The regulation of gene expression conserves energy and space. It would require a significant amount of energy for an organism to express every gene at all times, so it is more energy efficient to turn on the genes only when they are required. In addition, only expressing a subset of genes in each cell saves space because DNA must be unwound from its tightly coiled structure to transcribe and translate the DNA. Cells would have to be enormous if every protein were expressed in every cell all the time.

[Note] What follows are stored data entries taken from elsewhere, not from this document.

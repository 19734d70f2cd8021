//! CLI command definitions, routing, and tracing setup.

use std::path::{Path, PathBuf};
use std::time::Duration;

use clap::{Args, Parser, Subcommand};
use color_eyre::eyre::{Result, eyre};
use indicatif::{ProgressBar, ProgressStyle};
use tracing::info;

use tepdiag_core::{
    CascadeTrainer, PhaseOutcome, ProgressReporter, RunOptions, RunSummary, evaluate,
    prepare_split, run_pipeline,
};
use tepdiag_etl::{convert_csv_to_parquet, fetch_dataset, merge_master};
use tepdiag_shared::{Layout, PipelineConfig, default_config_path, init_config, load_config};
use tepdiag_storage::FsStore;

// ---------------------------------------------------------------------------
// CLI structure
// ---------------------------------------------------------------------------

/// tepdiag: Tennessee Eastman Process fault detection pipeline.
#[derive(Parser)]
#[command(
    name = "tepdiag",
    version,
    about = "ETL and two-stage fault diagnosis training for the Tennessee Eastman Process dataset.",
    long_about = None,
)]
pub(crate) struct Cli {
    /// Config file (defaults to ./tepdiag.toml when present).
    #[arg(long, global = true, env = "TEPDIAG_CONFIG")]
    pub config: Option<PathBuf>,

    /// Log format: text (default) or json.
    #[arg(long, default_value = "text", global = true)]
    pub log_format: LogFormat,

    /// Verbosity level (-v, -vv, -vvv).
    #[arg(short, long, action = clap::ArgAction::Count, global = true)]
    pub verbose: u8,

    #[command(subcommand)]
    pub command: Command,
}

/// Log output format.
#[derive(Clone, Debug, clap::ValueEnum)]
pub(crate) enum LogFormat {
    Text,
    Json,
}

/// Overrides for the `[defaults]` section.
#[derive(Args, Debug, Default)]
pub(crate) struct SplitArgs {
    /// Simulation runs kept per fault number (0 = all).
    #[arg(long)]
    pub n_simulations: Option<usize>,

    /// Fraction of runs held out for testing.
    #[arg(long)]
    pub test_size: Option<f64>,

    /// Seed for the run shuffle.
    #[arg(long)]
    pub seed: Option<u64>,
}

impl SplitArgs {
    fn apply(&self, options: &mut RunOptions) {
        if let Some(n) = self.n_simulations {
            options.n_simulations = n;
        }
        if let Some(size) = self.test_size {
            options.test_size = size;
        }
        if let Some(seed) = self.seed {
            options.seed = seed;
        }
    }
}

/// Top-level CLI subcommands.
#[derive(Subcommand)]
pub(crate) enum Command {
    /// Import the raw CSVs from a local dataset download.
    Fetch {
        /// Dataset directory (defaults to the kagglehub cache).
        #[arg(long = "from")]
        from: Option<PathBuf>,
    },

    /// Convert raw CSVs to Parquet.
    Convert,

    /// Merge normal and faulty training data into the master dataset.
    Merge,

    /// Load, subsample and split by run; archive the test set.
    Split {
        #[command(flatten)]
        split: SplitArgs,
    },

    /// Train the detector and diagnostician.
    Train {
        #[command(flatten)]
        split: SplitArgs,

        /// Retrain even when model artifacts exist.
        #[arg(long)]
        force: bool,
    },

    /// Evaluate the trained cascade on the archived test set.
    Evaluate {
        /// Print metrics as JSON.
        #[arg(long)]
        json: bool,
    },

    /// Run every stage end to end.
    Run {
        /// Dataset directory (defaults to the kagglehub cache).
        #[arg(long = "from")]
        from: Option<PathBuf>,

        #[command(flatten)]
        split: SplitArgs,

        /// Retrain even when model artifacts exist.
        #[arg(long)]
        force: bool,

        /// Skip evaluation after training.
        #[arg(long)]
        no_eval: bool,
    },

    /// Configuration management.
    Config {
        /// Config subcommand.
        #[command(subcommand)]
        action: ConfigAction,
    },
}

/// Config subcommands.
#[derive(Subcommand)]
pub(crate) enum ConfigAction {
    /// Write a config file with defaults.
    Init {
        /// Overwrite an existing file.
        #[arg(long)]
        force: bool,
    },
    /// Show resolved configuration.
    Show,
}

// ---------------------------------------------------------------------------
// Tracing setup
// ---------------------------------------------------------------------------

/// Initialize tracing based on CLI flags.
pub(crate) fn init_tracing(cli: &Cli) {
    use tracing_subscriber::{EnvFilter, fmt};

    let filter = match cli.verbose {
        0 => "tepdiag=info",
        1 => "tepdiag=debug",
        _ => "tepdiag=trace",
    };

    let env_filter = EnvFilter::try_from_default_env()
        .unwrap_or_else(|_| EnvFilter::new(filter));

    match cli.log_format {
        LogFormat::Text => {
            fmt()
                .with_env_filter(env_filter)
                .with_target(false)
                .with_writer(std::io::stderr)
                .init();
        }
        LogFormat::Json => {
            fmt()
                .json()
                .with_env_filter(env_filter)
                .with_writer(std::io::stderr)
                .init();
        }
    }
}

// ---------------------------------------------------------------------------
// Command dispatch
// ---------------------------------------------------------------------------

/// Resolved config plus the store every stage reads and writes through.
struct Context {
    config: PipelineConfig,
    layout: Layout,
    store: FsStore,
}

impl Context {
    fn load(config_path: Option<&Path>) -> Result<Self> {
        let config = load_config(config_path)?;
        Ok(Self {
            layout: Layout::from(&config),
            config,
            store: FsStore::new("."),
        })
    }
}

/// Run the CLI command.
pub(crate) fn run(cli: Cli) -> Result<()> {
    let config_path = cli.config.as_deref();

    match cli.command {
        Command::Fetch { from } => cmd_fetch(&Context::load(config_path)?, from.as_deref()),
        Command::Convert => cmd_convert(&Context::load(config_path)?),
        Command::Merge => cmd_merge(&Context::load(config_path)?),
        Command::Split { split } => cmd_split(&Context::load(config_path)?, &split),
        Command::Train { split, force } => cmd_train(&Context::load(config_path)?, &split, force),
        Command::Evaluate { json } => cmd_evaluate(&Context::load(config_path)?, json),
        Command::Run {
            from,
            split,
            force,
            no_eval,
        } => {
            let ctx = Context::load(config_path)?;
            let mut options = RunOptions::from_config(&ctx.config);
            split.apply(&mut options);
            options.source = from;
            options.force = force;
            options.evaluate = !no_eval;
            cmd_run(&ctx, &options)
        }
        Command::Config { action } => match action {
            ConfigAction::Init { force } => cmd_config_init(config_path, force),
            ConfigAction::Show => cmd_config_show(config_path),
        },
    }
}

// ---------------------------------------------------------------------------
// CLI progress reporter
// ---------------------------------------------------------------------------

/// CLI progress reporter using an indicatif spinner.
struct CliProgress {
    spinner: ProgressBar,
}

impl CliProgress {
    fn new() -> Self {
        let spinner = ProgressBar::new_spinner();
        let style = ProgressStyle::with_template("{spinner:.cyan} {msg}")
            .unwrap_or_else(|_| ProgressStyle::default_spinner())
            .tick_strings(&["⠋", "⠙", "⠹", "⠸", "⠼", "⠴", "⠦", "⠧", "⠇", "⠏"]);
        spinner.set_style(style);
        spinner.enable_steady_tick(Duration::from_millis(80));
        Self { spinner }
    }

    fn finish(&self) {
        self.spinner.finish_and_clear();
    }
}

impl ProgressReporter for CliProgress {
    fn phase(&self, name: &str) {
        self.spinner.set_message(name.to_string());
    }

    fn done(&self, _summary: &RunSummary) {
        self.finish();
    }
}

/// Run one stage behind a spinner.
fn with_spinner<T>(message: &str, stage: impl FnOnce() -> tepdiag_shared::Result<T>) -> Result<T> {
    let progress = CliProgress::new();
    progress.phase(message);
    let result = stage();
    progress.finish();
    Ok(result?)
}

fn describe(outcome: &PhaseOutcome) -> String {
    match outcome {
        PhaseOutcome::Trained { rows, classes } => {
            format!("trained on {rows} rows, classes {classes:?}")
        }
        PhaseOutcome::Skipped => "present, skipped".to_string(),
    }
}

// ---------------------------------------------------------------------------
// Command handlers
// ---------------------------------------------------------------------------

fn cmd_fetch(ctx: &Context, from: Option<&Path>) -> Result<()> {
    let report = with_spinner("Fetching raw dataset", || {
        fetch_dataset(&ctx.store, &ctx.layout, &ctx.config, from)
    })?;

    if report.already_present() {
        println!("Raw data already present in {}", report.raw_dir.display());
    } else {
        println!(
            "Imported {} file(s) into {}",
            report.imported.len(),
            report.raw_dir.display()
        );
    }
    Ok(())
}

fn cmd_convert(ctx: &Context) -> Result<()> {
    let report = with_spinner("Converting CSV to Parquet", || {
        convert_csv_to_parquet(&ctx.store, &ctx.layout)
    })?;

    println!();
    println!("  Converted:  {}", report.converted.len());
    println!("  Up to date: {}", report.up_to_date.len());
    println!("  Missing:    {}", report.missing.len());
    println!("  Failed:     {}", report.failed.len());
    println!();
    Ok(())
}

fn cmd_merge(ctx: &Context) -> Result<()> {
    let master = with_spinner("Merging normal and faulty data", || {
        merge_master(&ctx.store, &ctx.layout)
    })?;

    if master.height() == 0 {
        return Err(eyre!("merge produced no rows; the master dataset was not written"));
    }
    println!(
        "Master dataset: {} rows × {} columns at {}",
        master.height(),
        master.width(),
        ctx.layout.master().display()
    );
    Ok(())
}

fn cmd_split(ctx: &Context, args: &SplitArgs) -> Result<()> {
    let mut options = RunOptions::from_config(&ctx.config);
    args.apply(&mut options);

    let split = with_spinner("Splitting by simulation run", || {
        prepare_split(&ctx.store, &ctx.layout, &options)
    })?;

    println!();
    println!("  Train rows: {}", split.train.rows());
    println!("  Test rows:  {}", split.test.rows());
    println!("  Test runs:  {}", split.test_runs.join(", "));
    println!("  Test set:   {}", ctx.layout.test_set().display());
    println!();
    Ok(())
}

fn cmd_train(ctx: &Context, args: &SplitArgs, force: bool) -> Result<()> {
    let mut options = RunOptions::from_config(&ctx.config);
    args.apply(&mut options);

    info!(force, n_simulations = options.n_simulations, "training cascade");

    let report = with_spinner("Training cascade", || {
        let split = prepare_split(&ctx.store, &ctx.layout, &options)?;
        CascadeTrainer::new(&ctx.store, &ctx.layout, &ctx.config.models).train(
            &split.train.features,
            &split.train.labels,
            force,
        )
    })?;

    println!();
    println!("  Detector:      {}", describe(&report.detector));
    println!("  Diagnostician: {}", describe(&report.diagnostician));
    println!("  State:         {:?}", report.state);
    println!();
    Ok(())
}

fn cmd_evaluate(ctx: &Context, json: bool) -> Result<()> {
    let metrics = with_spinner("Evaluating cascade", || evaluate(&ctx.store, &ctx.layout))?;

    if json {
        println!("{}", serde_json::to_string_pretty(&metrics)?);
    } else {
        println!();
        println!("{metrics}");
        println!();
    }
    Ok(())
}

fn cmd_run(ctx: &Context, options: &RunOptions) -> Result<()> {
    let reporter = CliProgress::new();
    let result = run_pipeline(&ctx.store, &ctx.config, options, &reporter);
    reporter.finish();
    let summary = result?;

    println!();
    println!("  Pipeline complete!");
    println!("  Master rows:   {}", summary.master_rows);
    println!("  Train rows:    {}", summary.train_rows);
    println!("  Test rows:     {} ({} runs)", summary.test_rows, summary.test_runs.len());
    println!("  Detector:      {}", describe(&summary.train.detector));
    println!("  Diagnostician: {}", describe(&summary.train.diagnostician));
    if let Some(metrics) = &summary.metrics {
        println!();
        println!("{metrics}");
    }
    println!();
    println!("  Time:          {:.1}s", summary.elapsed.as_secs_f64());
    println!();
    Ok(())
}

fn cmd_config_init(path: Option<&Path>, force: bool) -> Result<()> {
    let path = path.map(Path::to_path_buf).unwrap_or_else(default_config_path);
    if path.exists() && !force {
        return Err(eyre!(
            "{} already exists; pass --force to overwrite",
            path.display()
        ));
    }
    let path = init_config(&path)?;
    println!("Config initialized at: {}", path.display());
    Ok(())
}

fn cmd_config_show(path: Option<&Path>) -> Result<()> {
    let config: PipelineConfig = load_config(path)?;
    let toml_str = toml::to_string_pretty(&config)?;
    println!("{toml_str}");
    Ok(())
}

The control of gene expression is extremely complex. Malfunctions in this process are detrimental to the cell and can lead to the development of many diseases, including cancer.

Learning Outcomes

  • Discuss why every cell does not express all of its genes
  • Compare prokaryotic and eukaryotic gene regulation

Expression of Genes

Gene regulation makes cells different

Gene regulation is how a cell controls which genes, out of the many genes in its genome, are “turned on” (expressed). Thanks to gene regulation, each cell type in your body has a different set of active genes—despite the fact that almost all the cells of your body contain the exact same DNA. These different patterns of gene expression cause your various cell types to have different sets of proteins, making each cell type uniquely specialized to do its job. Ultimately gene expression can involve changes in transcription or translation, but in eukaryotes, most gene expression control occurs at transcription.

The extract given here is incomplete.